▸ **What is expected**:
Report all lines of the data below that hold the word "reported".

(Collected data)
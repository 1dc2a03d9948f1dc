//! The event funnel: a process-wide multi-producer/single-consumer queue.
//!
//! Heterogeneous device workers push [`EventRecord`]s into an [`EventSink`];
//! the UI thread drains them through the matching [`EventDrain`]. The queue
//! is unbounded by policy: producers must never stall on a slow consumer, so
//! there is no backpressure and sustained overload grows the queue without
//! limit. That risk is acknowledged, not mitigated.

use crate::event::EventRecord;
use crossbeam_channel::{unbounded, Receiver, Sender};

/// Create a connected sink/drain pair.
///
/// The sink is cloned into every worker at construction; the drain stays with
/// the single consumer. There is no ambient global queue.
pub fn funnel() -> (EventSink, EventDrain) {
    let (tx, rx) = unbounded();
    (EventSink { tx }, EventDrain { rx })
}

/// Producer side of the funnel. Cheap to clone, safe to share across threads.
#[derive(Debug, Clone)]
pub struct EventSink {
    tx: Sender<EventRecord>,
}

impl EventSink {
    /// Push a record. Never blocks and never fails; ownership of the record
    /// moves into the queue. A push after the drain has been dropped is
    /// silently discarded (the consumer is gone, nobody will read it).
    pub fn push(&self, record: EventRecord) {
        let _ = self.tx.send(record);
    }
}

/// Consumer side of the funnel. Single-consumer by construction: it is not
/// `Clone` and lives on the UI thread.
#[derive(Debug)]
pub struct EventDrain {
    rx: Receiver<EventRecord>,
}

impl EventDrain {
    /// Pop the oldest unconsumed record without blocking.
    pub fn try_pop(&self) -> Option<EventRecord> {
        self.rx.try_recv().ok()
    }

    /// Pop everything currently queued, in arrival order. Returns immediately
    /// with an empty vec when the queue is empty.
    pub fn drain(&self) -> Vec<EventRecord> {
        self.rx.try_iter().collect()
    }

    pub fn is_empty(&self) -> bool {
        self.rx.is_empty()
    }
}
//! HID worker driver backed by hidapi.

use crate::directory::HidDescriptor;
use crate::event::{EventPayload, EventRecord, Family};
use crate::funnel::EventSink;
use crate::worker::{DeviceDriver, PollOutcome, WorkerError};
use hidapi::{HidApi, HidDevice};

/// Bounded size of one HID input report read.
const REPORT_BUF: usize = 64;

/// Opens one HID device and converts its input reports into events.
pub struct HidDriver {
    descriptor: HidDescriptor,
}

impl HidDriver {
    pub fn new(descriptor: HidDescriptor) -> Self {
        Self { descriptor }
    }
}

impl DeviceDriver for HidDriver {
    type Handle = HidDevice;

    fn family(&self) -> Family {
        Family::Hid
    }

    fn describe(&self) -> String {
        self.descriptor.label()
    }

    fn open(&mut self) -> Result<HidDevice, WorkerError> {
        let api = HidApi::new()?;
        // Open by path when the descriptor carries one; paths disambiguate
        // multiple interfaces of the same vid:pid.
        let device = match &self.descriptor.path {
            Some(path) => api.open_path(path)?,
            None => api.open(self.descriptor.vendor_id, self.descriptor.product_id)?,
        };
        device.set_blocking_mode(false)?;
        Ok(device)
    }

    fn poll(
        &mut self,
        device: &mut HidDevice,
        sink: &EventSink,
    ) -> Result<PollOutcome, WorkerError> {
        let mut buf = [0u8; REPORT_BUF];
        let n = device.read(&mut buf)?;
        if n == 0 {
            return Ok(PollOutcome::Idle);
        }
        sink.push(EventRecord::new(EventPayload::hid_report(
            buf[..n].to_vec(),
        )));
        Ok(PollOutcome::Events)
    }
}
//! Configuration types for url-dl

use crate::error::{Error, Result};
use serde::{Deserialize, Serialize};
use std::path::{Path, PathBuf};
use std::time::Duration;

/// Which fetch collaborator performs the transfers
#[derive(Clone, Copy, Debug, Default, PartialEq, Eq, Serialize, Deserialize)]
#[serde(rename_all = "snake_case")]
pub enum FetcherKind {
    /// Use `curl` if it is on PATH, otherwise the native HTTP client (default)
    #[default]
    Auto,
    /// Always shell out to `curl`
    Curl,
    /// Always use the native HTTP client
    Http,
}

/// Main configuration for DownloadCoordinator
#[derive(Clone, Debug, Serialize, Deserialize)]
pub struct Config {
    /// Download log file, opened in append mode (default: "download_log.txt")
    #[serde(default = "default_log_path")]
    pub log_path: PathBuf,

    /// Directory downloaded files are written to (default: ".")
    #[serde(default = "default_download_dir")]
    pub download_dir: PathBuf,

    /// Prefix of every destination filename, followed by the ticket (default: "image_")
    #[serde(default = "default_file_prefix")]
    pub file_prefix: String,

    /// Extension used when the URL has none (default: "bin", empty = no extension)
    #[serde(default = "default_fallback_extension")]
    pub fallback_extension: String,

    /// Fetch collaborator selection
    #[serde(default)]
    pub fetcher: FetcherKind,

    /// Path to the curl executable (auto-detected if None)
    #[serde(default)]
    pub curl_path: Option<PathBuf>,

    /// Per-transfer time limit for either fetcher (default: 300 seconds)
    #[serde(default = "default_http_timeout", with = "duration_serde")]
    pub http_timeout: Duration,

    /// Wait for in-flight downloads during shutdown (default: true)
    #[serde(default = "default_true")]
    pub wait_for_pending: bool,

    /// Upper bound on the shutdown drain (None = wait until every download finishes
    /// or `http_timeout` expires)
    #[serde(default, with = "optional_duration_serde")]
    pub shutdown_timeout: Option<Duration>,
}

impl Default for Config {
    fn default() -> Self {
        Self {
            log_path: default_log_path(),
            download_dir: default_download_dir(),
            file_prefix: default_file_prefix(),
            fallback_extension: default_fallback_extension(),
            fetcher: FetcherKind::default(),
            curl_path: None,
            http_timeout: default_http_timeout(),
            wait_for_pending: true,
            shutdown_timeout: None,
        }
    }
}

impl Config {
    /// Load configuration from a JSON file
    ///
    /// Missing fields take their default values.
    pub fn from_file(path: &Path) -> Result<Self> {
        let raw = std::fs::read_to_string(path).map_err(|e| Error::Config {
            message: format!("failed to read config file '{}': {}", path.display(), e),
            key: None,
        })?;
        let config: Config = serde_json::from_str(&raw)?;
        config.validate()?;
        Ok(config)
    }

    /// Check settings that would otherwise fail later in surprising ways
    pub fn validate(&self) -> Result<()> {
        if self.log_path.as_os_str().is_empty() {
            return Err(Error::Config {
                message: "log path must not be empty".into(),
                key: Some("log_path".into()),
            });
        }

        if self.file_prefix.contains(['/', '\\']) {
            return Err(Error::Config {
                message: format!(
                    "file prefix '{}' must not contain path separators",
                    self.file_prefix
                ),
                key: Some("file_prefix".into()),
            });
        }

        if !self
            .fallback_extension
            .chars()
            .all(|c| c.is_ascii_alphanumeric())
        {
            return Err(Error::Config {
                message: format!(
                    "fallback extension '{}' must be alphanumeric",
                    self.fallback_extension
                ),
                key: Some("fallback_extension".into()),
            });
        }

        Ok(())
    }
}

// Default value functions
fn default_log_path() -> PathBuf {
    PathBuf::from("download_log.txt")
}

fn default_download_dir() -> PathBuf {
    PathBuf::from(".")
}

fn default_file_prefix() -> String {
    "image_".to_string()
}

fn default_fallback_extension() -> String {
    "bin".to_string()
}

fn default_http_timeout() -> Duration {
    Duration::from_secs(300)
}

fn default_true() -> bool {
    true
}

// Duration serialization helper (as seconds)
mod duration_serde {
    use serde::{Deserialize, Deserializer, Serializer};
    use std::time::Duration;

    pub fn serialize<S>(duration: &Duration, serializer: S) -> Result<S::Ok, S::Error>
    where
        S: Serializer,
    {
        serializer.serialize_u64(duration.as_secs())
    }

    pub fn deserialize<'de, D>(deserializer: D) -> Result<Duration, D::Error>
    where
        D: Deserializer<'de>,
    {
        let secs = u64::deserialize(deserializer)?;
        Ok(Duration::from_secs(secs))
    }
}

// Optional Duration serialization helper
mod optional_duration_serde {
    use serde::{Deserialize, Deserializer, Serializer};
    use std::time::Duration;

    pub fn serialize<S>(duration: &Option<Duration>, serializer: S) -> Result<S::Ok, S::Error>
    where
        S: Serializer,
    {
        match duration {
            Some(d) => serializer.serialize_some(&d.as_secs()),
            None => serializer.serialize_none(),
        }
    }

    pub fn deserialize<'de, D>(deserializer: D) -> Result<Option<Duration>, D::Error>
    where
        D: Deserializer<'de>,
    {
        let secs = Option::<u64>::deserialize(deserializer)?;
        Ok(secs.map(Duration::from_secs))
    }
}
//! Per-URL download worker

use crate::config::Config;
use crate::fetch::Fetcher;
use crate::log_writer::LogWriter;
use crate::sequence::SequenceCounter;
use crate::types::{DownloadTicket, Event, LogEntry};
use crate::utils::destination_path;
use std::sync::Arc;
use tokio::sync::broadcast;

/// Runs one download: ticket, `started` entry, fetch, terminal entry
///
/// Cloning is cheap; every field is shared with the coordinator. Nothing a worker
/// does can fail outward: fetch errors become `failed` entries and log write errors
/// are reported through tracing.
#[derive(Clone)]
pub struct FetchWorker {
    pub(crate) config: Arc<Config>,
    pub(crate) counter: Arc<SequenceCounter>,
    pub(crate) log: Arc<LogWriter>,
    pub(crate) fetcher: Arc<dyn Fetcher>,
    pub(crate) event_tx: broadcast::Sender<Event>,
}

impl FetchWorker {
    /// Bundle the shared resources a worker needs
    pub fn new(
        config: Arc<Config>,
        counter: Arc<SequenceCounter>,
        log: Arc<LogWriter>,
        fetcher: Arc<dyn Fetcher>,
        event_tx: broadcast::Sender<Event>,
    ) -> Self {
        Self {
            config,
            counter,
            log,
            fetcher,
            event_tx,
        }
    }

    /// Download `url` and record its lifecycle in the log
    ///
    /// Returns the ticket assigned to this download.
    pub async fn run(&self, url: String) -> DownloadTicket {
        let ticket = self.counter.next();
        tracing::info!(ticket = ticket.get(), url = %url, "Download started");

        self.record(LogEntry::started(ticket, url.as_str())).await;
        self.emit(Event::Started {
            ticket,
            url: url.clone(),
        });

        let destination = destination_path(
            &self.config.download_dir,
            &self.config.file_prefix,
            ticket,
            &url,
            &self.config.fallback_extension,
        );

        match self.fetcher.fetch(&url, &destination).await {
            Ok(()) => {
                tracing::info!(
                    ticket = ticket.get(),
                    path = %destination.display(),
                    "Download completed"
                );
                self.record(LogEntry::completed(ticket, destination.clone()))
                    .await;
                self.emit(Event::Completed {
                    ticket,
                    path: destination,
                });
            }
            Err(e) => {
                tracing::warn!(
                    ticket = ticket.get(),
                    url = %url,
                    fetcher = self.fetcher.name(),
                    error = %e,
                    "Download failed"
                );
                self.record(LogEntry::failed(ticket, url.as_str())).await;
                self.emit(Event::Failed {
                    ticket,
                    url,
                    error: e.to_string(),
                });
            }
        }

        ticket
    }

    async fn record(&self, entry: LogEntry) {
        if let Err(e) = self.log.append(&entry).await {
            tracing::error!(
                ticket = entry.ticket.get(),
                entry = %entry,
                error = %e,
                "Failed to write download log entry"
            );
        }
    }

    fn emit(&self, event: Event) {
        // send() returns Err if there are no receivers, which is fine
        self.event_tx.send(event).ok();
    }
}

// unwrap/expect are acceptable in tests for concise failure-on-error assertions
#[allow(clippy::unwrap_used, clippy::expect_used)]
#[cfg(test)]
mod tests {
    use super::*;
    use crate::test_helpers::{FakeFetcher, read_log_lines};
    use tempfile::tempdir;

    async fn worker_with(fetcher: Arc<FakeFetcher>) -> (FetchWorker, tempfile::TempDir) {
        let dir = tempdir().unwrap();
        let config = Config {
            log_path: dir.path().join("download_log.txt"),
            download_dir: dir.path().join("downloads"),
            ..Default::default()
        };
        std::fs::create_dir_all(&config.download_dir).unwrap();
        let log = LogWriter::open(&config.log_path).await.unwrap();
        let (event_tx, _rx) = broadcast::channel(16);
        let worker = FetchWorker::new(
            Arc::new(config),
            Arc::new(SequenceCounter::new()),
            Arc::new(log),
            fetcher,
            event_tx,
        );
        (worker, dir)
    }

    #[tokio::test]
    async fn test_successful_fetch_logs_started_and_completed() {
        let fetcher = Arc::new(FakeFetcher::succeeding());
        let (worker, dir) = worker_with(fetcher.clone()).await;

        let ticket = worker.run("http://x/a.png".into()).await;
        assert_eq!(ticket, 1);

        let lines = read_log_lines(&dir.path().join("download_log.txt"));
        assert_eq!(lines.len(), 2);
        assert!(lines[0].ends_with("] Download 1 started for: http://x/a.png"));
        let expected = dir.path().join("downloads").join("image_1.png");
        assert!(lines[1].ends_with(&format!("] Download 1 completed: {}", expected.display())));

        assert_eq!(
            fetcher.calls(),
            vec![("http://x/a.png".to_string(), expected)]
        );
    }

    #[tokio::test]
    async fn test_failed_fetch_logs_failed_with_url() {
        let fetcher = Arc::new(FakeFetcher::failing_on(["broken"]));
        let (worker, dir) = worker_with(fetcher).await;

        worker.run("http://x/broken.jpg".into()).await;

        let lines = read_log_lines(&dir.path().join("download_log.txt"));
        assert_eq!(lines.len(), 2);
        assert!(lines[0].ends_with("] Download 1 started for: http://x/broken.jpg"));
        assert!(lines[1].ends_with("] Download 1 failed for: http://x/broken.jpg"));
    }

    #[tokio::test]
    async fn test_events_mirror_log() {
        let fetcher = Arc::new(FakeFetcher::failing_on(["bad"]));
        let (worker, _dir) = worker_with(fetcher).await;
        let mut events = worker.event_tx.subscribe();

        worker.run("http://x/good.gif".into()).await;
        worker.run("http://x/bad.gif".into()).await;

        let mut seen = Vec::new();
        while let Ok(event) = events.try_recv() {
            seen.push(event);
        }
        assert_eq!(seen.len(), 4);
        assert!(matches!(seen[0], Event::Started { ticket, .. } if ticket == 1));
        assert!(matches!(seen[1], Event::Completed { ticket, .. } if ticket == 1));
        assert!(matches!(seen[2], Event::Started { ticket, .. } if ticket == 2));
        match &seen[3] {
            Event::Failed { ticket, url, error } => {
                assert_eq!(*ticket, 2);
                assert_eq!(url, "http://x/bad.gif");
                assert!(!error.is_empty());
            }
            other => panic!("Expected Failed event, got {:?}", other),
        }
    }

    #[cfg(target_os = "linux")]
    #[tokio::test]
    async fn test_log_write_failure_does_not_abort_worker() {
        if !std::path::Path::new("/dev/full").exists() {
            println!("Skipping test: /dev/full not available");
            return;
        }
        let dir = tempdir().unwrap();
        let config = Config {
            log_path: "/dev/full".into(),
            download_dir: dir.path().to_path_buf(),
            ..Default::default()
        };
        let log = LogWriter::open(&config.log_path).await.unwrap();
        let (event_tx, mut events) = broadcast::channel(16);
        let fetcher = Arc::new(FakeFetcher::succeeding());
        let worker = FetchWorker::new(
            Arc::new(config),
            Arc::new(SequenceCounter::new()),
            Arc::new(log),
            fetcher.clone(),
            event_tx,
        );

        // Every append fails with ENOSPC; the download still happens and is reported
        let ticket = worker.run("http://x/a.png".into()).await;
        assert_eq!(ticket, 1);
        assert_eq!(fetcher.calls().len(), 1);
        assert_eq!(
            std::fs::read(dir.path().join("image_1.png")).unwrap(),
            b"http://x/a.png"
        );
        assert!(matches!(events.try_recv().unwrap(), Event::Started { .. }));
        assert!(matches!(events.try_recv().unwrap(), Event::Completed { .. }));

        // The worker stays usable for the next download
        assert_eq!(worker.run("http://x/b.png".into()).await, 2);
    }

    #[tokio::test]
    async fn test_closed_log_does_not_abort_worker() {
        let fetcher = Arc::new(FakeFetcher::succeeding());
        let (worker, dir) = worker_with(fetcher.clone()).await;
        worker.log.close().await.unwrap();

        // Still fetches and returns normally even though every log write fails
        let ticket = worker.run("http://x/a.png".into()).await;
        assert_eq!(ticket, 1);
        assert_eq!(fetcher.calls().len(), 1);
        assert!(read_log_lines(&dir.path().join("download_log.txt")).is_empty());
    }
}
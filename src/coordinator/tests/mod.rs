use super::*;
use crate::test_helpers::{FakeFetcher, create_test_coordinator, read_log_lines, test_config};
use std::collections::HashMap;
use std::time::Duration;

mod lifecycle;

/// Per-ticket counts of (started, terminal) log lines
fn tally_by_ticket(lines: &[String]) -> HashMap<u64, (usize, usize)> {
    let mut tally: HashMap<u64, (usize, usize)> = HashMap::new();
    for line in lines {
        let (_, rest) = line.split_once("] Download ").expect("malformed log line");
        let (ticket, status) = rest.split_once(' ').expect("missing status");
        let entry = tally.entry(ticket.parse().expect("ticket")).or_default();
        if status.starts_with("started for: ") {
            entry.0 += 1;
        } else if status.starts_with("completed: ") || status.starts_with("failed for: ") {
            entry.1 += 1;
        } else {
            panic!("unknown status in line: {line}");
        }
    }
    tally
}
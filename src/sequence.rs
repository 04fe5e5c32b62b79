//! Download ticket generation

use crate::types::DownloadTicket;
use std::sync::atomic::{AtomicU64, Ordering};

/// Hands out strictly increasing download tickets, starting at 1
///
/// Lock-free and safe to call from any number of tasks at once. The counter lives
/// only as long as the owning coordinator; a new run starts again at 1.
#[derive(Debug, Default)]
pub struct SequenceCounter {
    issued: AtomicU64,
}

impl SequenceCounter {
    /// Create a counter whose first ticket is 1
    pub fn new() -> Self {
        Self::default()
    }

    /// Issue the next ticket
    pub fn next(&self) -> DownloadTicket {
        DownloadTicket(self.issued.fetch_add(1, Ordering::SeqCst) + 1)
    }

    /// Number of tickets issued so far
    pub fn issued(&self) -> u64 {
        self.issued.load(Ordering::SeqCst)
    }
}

▸ **Answer to this exercise**:
/// are reported through tracing.
        // Every append fails with ENOSPC; the download still happens and is reported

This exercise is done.